In den letzten zehn Jahren verfolgte ich neben dem Singen meist mehrere Projekte. 2014 gründete ich gemeinsam mit zwei Partnern die beyondarts GmbH. Die Idee: Umsetzung von App-Guide-Projekten im Kultur- und Tourismusbereich als Alternative zu herkömmlichen Guiding-Systemen. Heute ist eine App ein alter Hut, aber 2014 kam an dem Thema niemand vorbei. Wir (mittlerweile nur mehr zu zweit) haben in den letzten zehn Jahren mit selbst entwickelter Software über 20 Projekte umgesetzt, darunter App-Guides für die Uni Wien, die Wiener Hofburg, die Wachau, Carnuntum oder die Städte Baden und Gmunden. Highlight der letzten Jahre war ein zweijähriges App-Projekt über Georgien. Faszinierendes Land, aber das ist eine andere Geschichte. Ich war und bin mit dabei als deutsche Stimme aller Projekte, aber auch mit Projektmanagement, Recherche und (fast immer) Schreiben der Texte. Das Schreiben hat mich seit den journalistischen Gehversuchen der 90er Jahre nicht losgelassen. Als meine Stimme 2015 über Monate hinweg ihren Dienst versagte, verdiente ich mein Geld u.a. mit der Übersetzung eines Buches vom Englischen ins Deutsche. 2016 abslovierte ich dann eine Ausbildung zum Fitnesstrainer. Ich bin ein ziemlicher Sportfreak, betrieb damals leidenschaftlich Triathlon und wollte mehr über die ziemlich komplexe Trainingsplanung wissen.

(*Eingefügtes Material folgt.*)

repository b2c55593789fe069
//! Health check and metrics handlers
//!
//! Author: hephaex@gmail.com

use crate::state::{AppState, EndpointMetrics, LatencyBuckets};
use axum::{
    extract::State,
    http::{header, StatusCode},
    response::IntoResponse,
    Json,
};
use serde::Serialize;
use std::fmt::Write;
use std::sync::Arc;
use utoipa::ToSchema;

/// Health check response
#[derive(Serialize, ToSchema)]
pub struct HealthResponse {
    #[schema(example = "ok")]
    pub status: String,
    pub version: String,
    pub build_info: BuildInfo,
}

#[derive(Serialize, ToSchema)]
pub struct BuildInfo {
    #[schema(example = "entilens-api")]
    pub name: String,
}

/// Liveness probe - basic health check
#[utoipa::path(
    get,
    path = "/health",
    tag = "health",
    responses(
        (status = 200, description = "Service is alive", body = HealthResponse)
    )
)]
pub async fn health_check() -> impl IntoResponse {
    Json(HealthResponse {
        status: "ok".to_string(),
        version: env!("CARGO_PKG_VERSION").to_string(),
        build_info: BuildInfo {
            name: env!("CARGO_PKG_NAME").to_string(),
        },
    })
}

/// Readiness response
#[derive(Serialize, ToSchema)]
pub struct ReadinessResponse {
    pub ready: bool,
    pub checks: ReadinessChecks,
}

#[derive(Serialize, ToSchema)]
pub struct ReadinessChecks {
    /// Model used when a request names none
    pub default_model: String,
    /// The default model answered its availability probe
    pub default_model_available: bool,
    /// Scanned PDFs can be read
    pub ocr_available: bool,
}

/// Readiness probe - checks the default model
#[utoipa::path(
    get,
    path = "/ready",
    tag = "health",
    responses(
        (status = 200, description = "Service is ready", body = ReadinessResponse),
        (status = 503, description = "Service not ready", body = ReadinessResponse)
    )
)]
pub async fn readiness_check(State(state): State<Arc<AppState>>) -> impl IntoResponse {
    let registry = state.pipeline.recognizers();
    let default_model = registry.default_model().to_string();
    let default_model_available = match registry.get(None) {
        Ok(recognizer) => recognizer.is_available().await,
        Err(_) => false,
    };

    let ready = default_model_available;
    let response = ReadinessResponse {
        ready,
        checks: ReadinessChecks {
            default_model,
            default_model_available,
            ocr_available: state.pipeline.ocr_available(),
        },
    };

    if ready {
        (StatusCode::OK, Json(response))
    } else {
        (StatusCode::SERVICE_UNAVAILABLE, Json(response))
    }
}

/// JSON metrics response
#[derive(Serialize, ToSchema)]
pub struct MetricsResponse {
    pub uptime_seconds: u64,
    pub total_requests: u64,
    pub requests_per_second: f64,
    pub extractions_total: u64,
    pub entities_total: u64,
    pub sessions_saved: usize,
}

/// Service metrics as JSON
#[utoipa::path(
    get,
    path = "/metrics",
    tag = "health",
    responses(
        (status = 200, description = "Service metrics", body = MetricsResponse)
    )
)]
pub async fn metrics(State(state): State<Arc<AppState>>) -> impl IntoResponse {
    let uptime = state.uptime_secs();
    let total_requests = state.get_request_count();
    let rps = if uptime > 0 {
        total_requests as f64 / uptime as f64
    } else {
        0.0
    };

    Json(MetricsResponse {
        uptime_seconds: uptime,
        total_requests,
        requests_per_second: rps,
        extractions_total: state.get_extraction_count(),
        entities_total: state.get_entity_count(),
        sessions_saved: state.sessions.len().await,
    })
}

/// Prometheus-compatible metrics endpoint
pub async fn prometheus_metrics(State(state): State<Arc<AppState>>) -> impl IntoResponse {
    let mut output = String::new();

    let gauges = [
        ("entilens_uptime_seconds", "Time since server start", "gauge", state.uptime_secs()),
        ("entilens_requests_total", "Total number of HTTP requests", "counter", state.get_request_count()),
        ("entilens_extractions_total", "Completed entity extractions", "counter", state.get_extraction_count()),
        ("entilens_entities_total", "Entities returned across all extractions", "counter", state.get_entity_count()),
        ("entilens_sessions_saved", "Sessions currently kept in memory", "gauge", state.sessions.len().await as u64),
    ];
    for (name, help, kind, value) in gauges {
        let _ = write!(output, "# HELP {name} {help}\n# TYPE {name} {kind}\n{name} {value}\n\n");
    }

    output.push_str("# HELP entilens_build_info Build information\n");
    output.push_str("# TYPE entilens_build_info gauge\n");
    let _ = writeln!(
        output,
        "entilens_build_info{{version=\"{}\"}} 1\n",
        env!("CARGO_PKG_VERSION")
    );

    let metrics = state.metrics.read().await;
    let mut endpoints: Vec<(&String, &EndpointMetrics)> = metrics.iter().collect();
    endpoints.sort_by(|a, b| a.0.cmp(b.0));

    // Request counts by endpoint and status
    output.push_str("# HELP entilens_http_requests_total HTTP requests by endpoint and status\n");
    output.push_str("# TYPE entilens_http_requests_total counter\n");
    for (endpoint, endpoint_metrics) in &endpoints {
        for (status, count) in &endpoint_metrics.status_counts {
            let _ = writeln!(
                output,
                "entilens_http_requests_total{{endpoint=\"{endpoint}\",status=\"{status}\"}} {count}"
            );
        }
    }
    output.push('\n');

    // Request latency histogram
    output.push_str("# HELP entilens_http_request_duration_seconds HTTP request latency\n");
    output.push_str("# TYPE entilens_http_request_duration_seconds histogram\n");
    for (endpoint, endpoint_metrics) in &endpoints {
        if endpoint_metrics.latency_count == 0 {
            continue;
        }

        let mut cumulative = 0u64;
        for (le, count) in LatencyBuckets::BOUNDS
            .iter()
            .zip(endpoint_metrics.latency_buckets.finite())
        {
            cumulative += count;
            let _ = writeln!(
                output,
                "entilens_http_request_duration_seconds_bucket{{endpoint=\"{endpoint}\",le=\"{le}\"}} {cumulative}"
            );
        }
        cumulative += endpoint_metrics.latency_buckets.over_1s;
        let _ = writeln!(
            output,
            "entilens_http_request_duration_seconds_bucket{{endpoint=\"{endpoint}\",le=\"+Inf\"}} {cumulative}"
        );

        let total_sum_s = endpoint_metrics.total_latency_us as f64 / 1_000_000.0;
        let _ = writeln!(
            output,
            "entilens_http_request_duration_seconds_sum{{endpoint=\"{endpoint}\"}} {total_sum_s:.6}"
        );
        let _ = writeln!(
            output,
            "entilens_http_request_duration_seconds_count{{endpoint=\"{endpoint}\"}} {}",
            endpoint_metrics.latency_count
        );
    }
    output.push('\n');

    // Latency quantiles approximated from the histogram
    output.push_str("# HELP entilens_http_request_duration_seconds_summary HTTP request latency summary\n");
    output.push_str("# TYPE entilens_http_request_duration_seconds_summary summary\n");
    for (endpoint, endpoint_metrics) in &endpoints {
        if endpoint_metrics.latency_count == 0 {
            continue;
        }
        for quantile in [0.5, 0.9, 0.99] {
            let _ = writeln!(
                output,
                "entilens_http_request_duration_seconds_summary{{endpoint=\"{endpoint}\",quantile=\"{quantile}\"}} {:.6}",
                approximate_quantile(endpoint_metrics, quantile)
            );
        }
    }

    (
        StatusCode::OK,
        [(header::CONTENT_TYPE, "text/plain; version=0.0.4; charset=utf-8")],
        output,
    )
}

/// Midpoint of the bucket holding the given quantile
fn approximate_quantile(metrics: &EndpointMetrics, quantile: f64) -> f64 {
    const MIDPOINTS: [f64; 6] = [0.005, 0.03, 0.075, 0.3, 0.75, 1.5];

    let threshold = (metrics.latency_count as f64 * quantile).ceil() as u64;
    let buckets = metrics.latency_buckets.finite();

    let mut cumulative = 0u64;
    for (count, midpoint) in buckets.iter().zip(MIDPOINTS) {
        cumulative += count;
        if cumulative >= threshold {
            return midpoint;
        }
    }
    MIDPOINTS[5]
}
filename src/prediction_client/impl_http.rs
use crate::file_picker::interface::SelectedFile;
use crate::library::logger::interface::Logger;
use crate::prediction_client::interface::{HistoryItem, PredictionClient, PredictionResult};
use reqwest::blocking::multipart::{Form, Part};
use reqwest::blocking::Client;
use std::sync::Arc;

pub struct PredictionClientHttp {
    base_url: String,
    client: Client,
    logger: Arc<dyn Logger + Send + Sync>,
}

impl PredictionClientHttp {
    pub fn new(
        base_url: &str,
        logger: Arc<dyn Logger + Send + Sync>,
    ) -> Result<Self, Box<dyn std::error::Error + Send + Sync>> {
        // No request timeout: a slow model is left to the transport.
        let client = Client::builder().timeout(None).build()?;

        Ok(Self::with_client(base_url, client, logger))
    }

    pub fn with_client(
        base_url: &str,
        client: Client,
        logger: Arc<dyn Logger + Send + Sync>,
    ) -> Self {
        Self {
            base_url: base_url.trim_end_matches('/').to_string(),
            client,
            logger: logger.with_namespace("prediction_client").with_namespace("http"),
        }
    }

    fn endpoint(&self, path: &str) -> String {
        format!("{}/{}", self.base_url, path)
    }
}

impl PredictionClient for PredictionClientHttp {
    fn predict(
        &self,
        file: &SelectedFile,
    ) -> Result<PredictionResult, Box<dyn std::error::Error + Send + Sync>> {
        let url = self.endpoint("predict");
        self.logger
            .info(&format!("POST {} ({}, {} bytes)", url, file.name, file.bytes.len()))?;

        let part = Part::bytes(file.bytes.to_vec())
            .file_name(file.name.clone())
            .mime_str(&file.mime)?;
        let form = Form::new().part("file", part);

        let body = self
            .client
            .post(&url)
            .multipart(form)
            .send()?
            .error_for_status()?
            .text()?;

        Ok(decode_prediction(&body)?)
    }

    fn history(&self) -> Result<Vec<HistoryItem>, Box<dyn std::error::Error + Send + Sync>> {
        let url = self.endpoint("history");
        self.logger.info(&format!("GET {}", url))?;

        let body = self.client.get(&url).send()?.error_for_status()?.text()?;

        Ok(decode_history(&body)?)
    }
}

pub fn decode_prediction(body: &str) -> Result<PredictionResult, serde_json::Error> {
    serde_json::from_str(body)
}

pub fn decode_history(body: &str) -> Result<Vec<HistoryItem>, serde_json::Error> {
    serde_json::from_str(body)
}

#[cfg(test)]
mod tests {
    use super::*;
    use crate::library::logger::impl_fake::LoggerFake;
    use crate::prediction_client::interface::HistoryId;
    use std::io::{Read, Write};
    use std::net::{TcpListener, TcpStream};
    use std::thread::JoinHandle;

    struct Captured {
        head: String,
        body: Vec<u8>,
    }

    fn read_request(stream: &mut TcpStream) -> Captured {
        let mut buffer = Vec::new();
        let mut chunk = [0u8; 4096];

        let header_end = loop {
            let n = stream.read(&mut chunk).unwrap();
            assert!(n > 0, "connection closed before headers");
            buffer.extend_from_slice(&chunk[..n]);
            if let Some(pos) = buffer.windows(4).position(|w| w == b"\r\n\r\n") {
                break pos + 4;
            }
        };

        let head = String::from_utf8_lossy(&buffer[..header_end]).to_string();
        let content_length = head
            .lines()
            .find_map(|line| {
                let (name, value) = line.split_once(':')?;
                if name.eq_ignore_ascii_case("content-length") {
                    value.trim().parse::<usize>().ok()
                } else {
                    None
                }
            })
            .unwrap_or(0);

        while buffer.len() < header_end + content_length {
            let n = stream.read(&mut chunk).unwrap();
            if n == 0 {
                break;
            }
            buffer.extend_from_slice(&chunk[..n]);
        }

        Captured {
            head,
            body: buffer[header_end..].to_vec(),
        }
    }

    /// Serves exactly one request with the given status and JSON body.
    fn serve_once(status: &'static str, body: &'static str) -> (String, JoinHandle<Captured>) {
        let listener = TcpListener::bind("127.0.0.1:0").unwrap();
        let base_url = format!("http://{}", listener.local_addr().unwrap());

        let handle = std::thread::spawn(move || {
            let (mut stream, _) = listener.accept().unwrap();
            let captured = read_request(&mut stream);
            let response = format!(
                "HTTP/1.1 {}\r\nContent-Type: application/json\r\nContent-Length: {}\r\nConnection: close\r\n\r\n{}",
                status,
                body.len(),
                body
            );
            stream.write_all(response.as_bytes()).unwrap();
            captured
        });

        (base_url, handle)
    }

    // Loopback only; ignore any proxy configured in the environment.
    fn client(base_url: &str) -> PredictionClientHttp {
        let client = Client::builder().no_proxy().build().unwrap();
        PredictionClientHttp::with_client(base_url, client, Arc::new(LoggerFake::new()))
    }

    #[test]
    fn test_decode_prediction_ignores_extra_fields() {
        let body = r#"{"filename":"leaf.jpg","prediction":"Healthy","confidence":0.87,"id":4}"#;

        let result = decode_prediction(body).unwrap();

        assert_eq!(
            result,
            PredictionResult {
                prediction: "Healthy".to_string(),
                confidence: 0.87,
            }
        );
    }

    #[test]
    fn test_decode_prediction_rejects_missing_confidence() {
        assert!(decode_prediction(r#"{"prediction":"Healthy"}"#).is_err());
        assert!(decode_prediction(r#"{"detail":"Model not loaded"}"#).is_err());
    }

    #[test]
    fn test_decode_history_keeps_server_order_and_id_shapes() {
        let body = r#"[
            {"id":7,"filename":"a.jpg","prediction":"Blight","confidence":0.6,"timestamp":"2024-01-02T00:00:00"},
            {"id":"abc","prediction":"Healthy","confidence":0.9,"timestamp":"2024-01-01T00:00:00Z"}
        ]"#;

        let items = decode_history(body).unwrap();

        assert_eq!(items.len(), 2);
        assert_eq!(items[0].id, HistoryId::Number(7));
        assert_eq!(items[0].prediction, "Blight");
        assert_eq!(items[1].id, HistoryId::Text("abc".to_string()));
    }

    #[test]
    fn test_decode_history_empty() {
        assert!(decode_history("[]").unwrap().is_empty());
    }

    #[test]
    fn test_predict_sends_multipart_file_field() {
        let (base_url, server) = serve_once("200 OK", r#"{"prediction":"Healthy","confidence":0.87}"#);
        let file = SelectedFile::new("leaf.png", b"not-really-a-png".to_vec());

        let result = client(&base_url).predict(&file).unwrap();
        let captured = server.join().unwrap();

        assert_eq!(result.prediction, "Healthy");
        assert!(captured.head.starts_with("POST /predict "));
        assert!(captured
            .head
            .to_lowercase()
            .contains("content-type: multipart/form-data; boundary="));
        let body = String::from_utf8_lossy(&captured.body);
        assert!(body.contains(r#"name="file"; filename="leaf.png""#));
        assert!(body.contains("Content-Type: image/png"));
        assert!(body.contains("not-really-a-png"));
    }

    #[test]
    fn test_predict_server_error_is_an_error() {
        let (base_url, server) = serve_once("500 Internal Server Error", r#"{"detail":"boom"}"#);
        let file = SelectedFile::new("leaf.png", vec![1, 2, 3]);

        let result = client(&base_url).predict(&file);
        server.join().unwrap();

        assert!(result.is_err());
    }

    #[test]
    fn test_history_hits_history_endpoint() {
        let (base_url, server) = serve_once(
            "200 OK",
            r#"[{"id":1,"prediction":"Blight","confidence":0.6,"timestamp":"2024-01-01T00:00:00Z"}]"#,
        );

        let items = client(&format!("{}/", base_url)).history().unwrap();
        let captured = server.join().unwrap();

        assert!(captured.head.starts_with("GET /history "));
        assert_eq!(items.len(), 1);
        assert_eq!(items[0].prediction, "Blight");
    }

    #[test]
    fn test_history_unreachable_server_is_an_error() {
        let listener = TcpListener::bind("127.0.0.1:0").unwrap();
        let base_url = format!("http://{}", listener.local_addr().unwrap());
        drop(listener);

        assert!(client(&base_url).history().is_err());
    }
}
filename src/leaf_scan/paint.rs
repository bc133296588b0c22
use super::core::Event;
use super::render::{HistoryView, View};
use egui::{Align2, Color32, RichText};

const ACCENT: Color32 = Color32::from_rgb(46, 125, 50);

/// Draws `view` and returns the events the user raised this frame.
pub fn paint(
    ctx: &egui::Context,
    view: &View,
    preview: Option<&egui::TextureHandle>,
) -> Vec<Event> {
    let mut events = vec![];
    let interactive = view.interactive();

    egui::TopBottomPanel::top("header").show(ctx, |ui| {
        ui.vertical_centered(|ui| {
            ui.add_space(8.0);
            ui.heading(RichText::new("🌿 Plant Disease AI").color(ACCENT).strong());
            ui.label("Advanced Deep Learning Diagnostics");
            ui.add_space(8.0);
        });
    });

    egui::SidePanel::right("history")
        .resizable(false)
        .min_width(300.0)
        .show(ctx, |ui| {
            ui.set_enabled(interactive);
            ui.add_space(8.0);
            ui.heading("Recent Scans");
            ui.separator();
            egui::ScrollArea::vertical().show(ui, |ui| match &view.history {
                HistoryView::Empty { placeholder } => {
                    ui.label(RichText::new(*placeholder).italics().weak());
                }
                HistoryView::Rows(rows) => {
                    for row in rows {
                        ui.push_id(&row.key, |ui| {
                            ui.horizontal(|ui| {
                                ui.label(RichText::new(&row.prediction).strong());
                                ui.label(&row.confidence);
                                ui.with_layout(
                                    egui::Layout::right_to_left(egui::Align::Center),
                                    |ui| ui.label(RichText::new(&row.date).weak()),
                                );
                            });
                        });
                        ui.separator();
                    }
                }
            });
        });

    egui::CentralPanel::default().show(ctx, |ui| {
        ui.set_enabled(interactive);
        ui.add_space(8.0);
        ui.heading("Analyze Leaf");
        ui.add_space(8.0);

        if ui.button(&view.file_label).clicked() {
            events.push(Event::PickFileClicked);
        }

        if view.preview.is_some() {
            ui.add_space(8.0);
            match preview {
                Some(texture) => {
                    ui.add(
                        egui::Image::from_texture(egui::load::SizedTexture::from_handle(texture))
                            .max_height(320.0)
                            .maintain_aspect_ratio(true),
                    );
                }
                None => {
                    ui.label(RichText::new("Preview unavailable").weak());
                }
            }
        }

        ui.add_space(8.0);
        let submit = egui::Button::new(RichText::new(view.submit.label).strong());
        if ui.add_enabled(view.submit.enabled, submit).clicked() {
            events.push(Event::SubmitClicked);
        }

        if let Some(result) = &view.result {
            ui.add_space(12.0);
            egui::Frame::group(ui.style()).show(ui, |ui| {
                ui.label(RichText::new("Diagnosis Result").strong().size(16.0));
                ui.horizontal(|ui| {
                    ui.label("Observed Condition:");
                    ui.label(RichText::new(&result.prediction).color(ACCENT).strong());
                });
                ui.add(
                    egui::ProgressBar::new(result.bar_fraction)
                        .fill(ACCENT)
                        .text(&result.confidence_text),
                )
                .on_hover_text(&result.bar_width);
            });
        }
    });

    if let Some(notice) = &view.notice {
        egui::Window::new("Error")
            .collapsible(false)
            .resizable(false)
            .anchor(Align2::CENTER_CENTER, [0.0, 0.0])
            .show(ctx, |ui| {
                ui.label(notice);
                ui.add_space(8.0);
                if ui.button("OK").clicked() {
                    events.push(Event::NoticeDismissed);
                }
            });
    }

    events
}
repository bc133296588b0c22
use std::sync::Arc;

pub trait Logger: Send + Sync {
    fn info(&self, message: &str) -> Result<(), Box<dyn std::error::Error + Send + Sync>>;
    fn error(&self, message: &str) -> Result<(), Box<dyn std::error::Error + Send + Sync>>;
    fn with_namespace(&self, namespace: &str) -> Arc<dyn Logger + Send + Sync>;
}
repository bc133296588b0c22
use super::core::{Preview, State};
use crate::config::Config;
use crate::prediction_client::interface::{HistoryItem, PredictionResult};
use chrono::{DateTime, FixedOffset, NaiveDate, NaiveDateTime};

pub const PICK_FILE_PLACEHOLDER: &str = "Click to Upload Image";
pub const SUBMIT_LABEL_IDLE: &str = "Diagnose Disease";
pub const SUBMIT_LABEL_LOADING: &str = "Processing...";
pub const NO_HISTORY_PLACEHOLDER: &str = "No scan history yet.";
pub const INVALID_DATE: &str = "Invalid Date";

#[derive(Debug, Clone, PartialEq)]
pub struct View {
    pub file_label: String,
    pub preview: Option<Preview>,
    pub submit: SubmitView,
    pub result: Option<ResultView>,
    pub history: HistoryView,
    pub notice: Option<String>,
}

impl View {
    /// Everything but the notice is inert while the notice is showing.
    pub fn interactive(&self) -> bool {
        self.notice.is_none()
    }
}

#[derive(Debug, Clone, PartialEq)]
pub struct SubmitView {
    pub label: &'static str,
    pub enabled: bool,
}

#[derive(Debug, Clone, PartialEq)]
pub struct ResultView {
    pub prediction: String,
    pub bar_fraction: f32,
    pub bar_width: String,
    pub confidence_text: String,
}

#[derive(Debug, Clone, PartialEq)]
pub enum HistoryView {
    Empty { placeholder: &'static str },
    Rows(Vec<HistoryRow>),
}

#[derive(Debug, Clone, PartialEq)]
pub struct HistoryRow {
    pub key: String,
    pub prediction: String,
    pub confidence: String,
    pub date: String,
}

#[derive(Clone)]
pub struct Render {
    display_timezone: FixedOffset,
}

impl Render {
    pub fn new(config: &Config) -> Self {
        Self {
            display_timezone: config.display_timezone,
        }
    }

    pub fn view(&self, state: &State) -> View {
        View {
            file_label: match &state.selected_file {
                Some(file) => file.name.clone(),
                None => PICK_FILE_PLACEHOLDER.to_string(),
            },
            preview: state.preview.clone(),
            submit: SubmitView {
                label: if state.loading {
                    SUBMIT_LABEL_LOADING
                } else {
                    SUBMIT_LABEL_IDLE
                },
                enabled: state.selected_file.is_some() && !state.loading,
            },
            result: state.prediction.as_ref().map(result_view),
            history: if state.history.is_empty() {
                HistoryView::Empty {
                    placeholder: NO_HISTORY_PLACEHOLDER,
                }
            } else {
                HistoryView::Rows(
                    state
                        .history
                        .iter()
                        .map(|item| self.history_row(item))
                        .collect(),
                )
            },
            notice: state.notice.clone(),
        }
    }

    fn history_row(&self, item: &HistoryItem) -> HistoryRow {
        HistoryRow {
            key: item.id.to_string(),
            prediction: item.prediction.clone(),
            confidence: format!("{:.0}%", item.confidence * 100.0),
            date: self.local_date(&item.timestamp),
        }
    }

    /// Calendar date of `timestamp` as seen from the display timezone.
    pub fn local_date(&self, timestamp: &str) -> String {
        const DATE_FORMAT: &str = "%-m/%-d/%Y";

        if let Ok(instant) = DateTime::parse_from_rfc3339(timestamp) {
            return instant
                .with_timezone(&self.display_timezone)
                .format(DATE_FORMAT)
                .to_string();
        }

        // No offset: already wall-clock time for the viewer.
        if let Ok(naive) = NaiveDateTime::parse_from_str(timestamp, "%Y-%m-%dT%H:%M:%S%.f") {
            return naive.format(DATE_FORMAT).to_string();
        }

        // Date-only forms are midnight UTC.
        if let Ok(date) = NaiveDate::parse_from_str(timestamp, "%Y-%m-%d") {
            if let Some(midnight) = date.and_hms_opt(0, 0, 0) {
                return midnight
                    .and_utc()
                    .with_timezone(&self.display_timezone)
                    .format(DATE_FORMAT)
                    .to_string();
            }
        }

        INVALID_DATE.to_string()
    }
}

fn result_view(prediction: &PredictionResult) -> ResultView {
    let percent = prediction.confidence * 100.0;
    ResultView {
        prediction: prediction.prediction.clone(),
        bar_fraction: prediction.confidence.clamp(0.0, 1.0) as f32,
        bar_width: format!("{:.0}%", percent),
        confidence_text: format!("{:.1}% Confidence", percent),
    }
}
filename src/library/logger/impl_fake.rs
use crate::library::logger::interface::Logger;
use std::sync::{Arc, Mutex};

#[derive(Debug, Clone, PartialEq)]
pub enum LogLevel {
    Info,
    Error,
}

#[derive(Debug, Clone, PartialEq)]
pub struct LogLine {
    pub level: LogLevel,
    pub namespace: Option<String>,
    pub message: String,
}

/// Records every line in memory. Namespaced children share the parent's buffer.
#[derive(Debug, Clone, Default)]
pub struct LoggerFake {
    namespace: Option<String>,
    lines: Arc<Mutex<Vec<LogLine>>>,
}

impl LoggerFake {
    pub fn new() -> Self {
        Self::default()
    }

    pub fn lines(&self) -> Vec<LogLine> {
        self.lines.lock().map(|l| l.clone()).unwrap_or_default()
    }

    pub fn errors(&self) -> Vec<LogLine> {
        self.lines()
            .into_iter()
            .filter(|l| l.level == LogLevel::Error)
            .collect()
    }

    fn push(
        &self,
        level: LogLevel,
        message: &str,
    ) -> Result<(), Box<dyn std::error::Error + Send + Sync>> {
        let mut lines = self
            .lines
            .lock()
            .map_err(|e| format!("log buffer poisoned: {}", e))?;
        lines.push(LogLine {
            level,
            namespace: self.namespace.clone(),
            message: message.to_string(),
        });
        Ok(())
    }
}

impl Logger for LoggerFake {
    fn info(&self, message: &str) -> Result<(), Box<dyn std::error::Error + Send + Sync>> {
        self.push(LogLevel::Info, message)
    }

    fn error(&self, message: &str) -> Result<(), Box<dyn std::error::Error + Send + Sync>> {
        self.push(LogLevel::Error, message)
    }

    fn with_namespace(&self, namespace: &str) -> Arc<dyn Logger + Send + Sync> {
        let new_namespace = match &self.namespace {
            Some(current) => format!("{}:{}", current, namespace),
            None => namespace.to_string(),
        };

        Arc::new(LoggerFake {
            namespace: Some(new_namespace),
            lines: self.lines.clone(),
        })
    }
}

Das gelang mir bedingt, aber als Ergebnis der Ausbildung arbeitete ich nicht nur zwei Jahre nebenberuflich als Fitnesstrainer, sondern – und viel wichtiger für den weiteren Lebensweg – begann auch mit Kursen zu Stimm-, Sprech- und Präsentationstraining. Ich hatte nämlich festgestellt, dass es unter angehenden Fitnesstrainern (absichtlich männliche Form) viele gab, die Übungen zwar gut vorzeigen, aber kaum verständlich erklären konnten. Also entwickelte ich ein Kursmodul, lancierte es bei verschiedenen Anbietern von Fitnesstrainerausbildungen und los ging’s. Aus diesen Kursen formten sich dann jene für meine heutigen Kunden wie BFI, WAFF oder APA. Im Fitnessbereich arbeite ich nur noch mit Elisabeth Niedereders Unternehmen tristyle zusammen, halte regelmäßig Kurse an ihrer Academy und bin Host in ihrem Podcast „push your limit“. Triathlon ist mir übrigens irgendwann auch zu fad geworden, mittlerweile bin ich dem Mountainbike-Downhillen verfallen. Macht deutlich mehr Spaß. Und damit schließt sich der Kreis.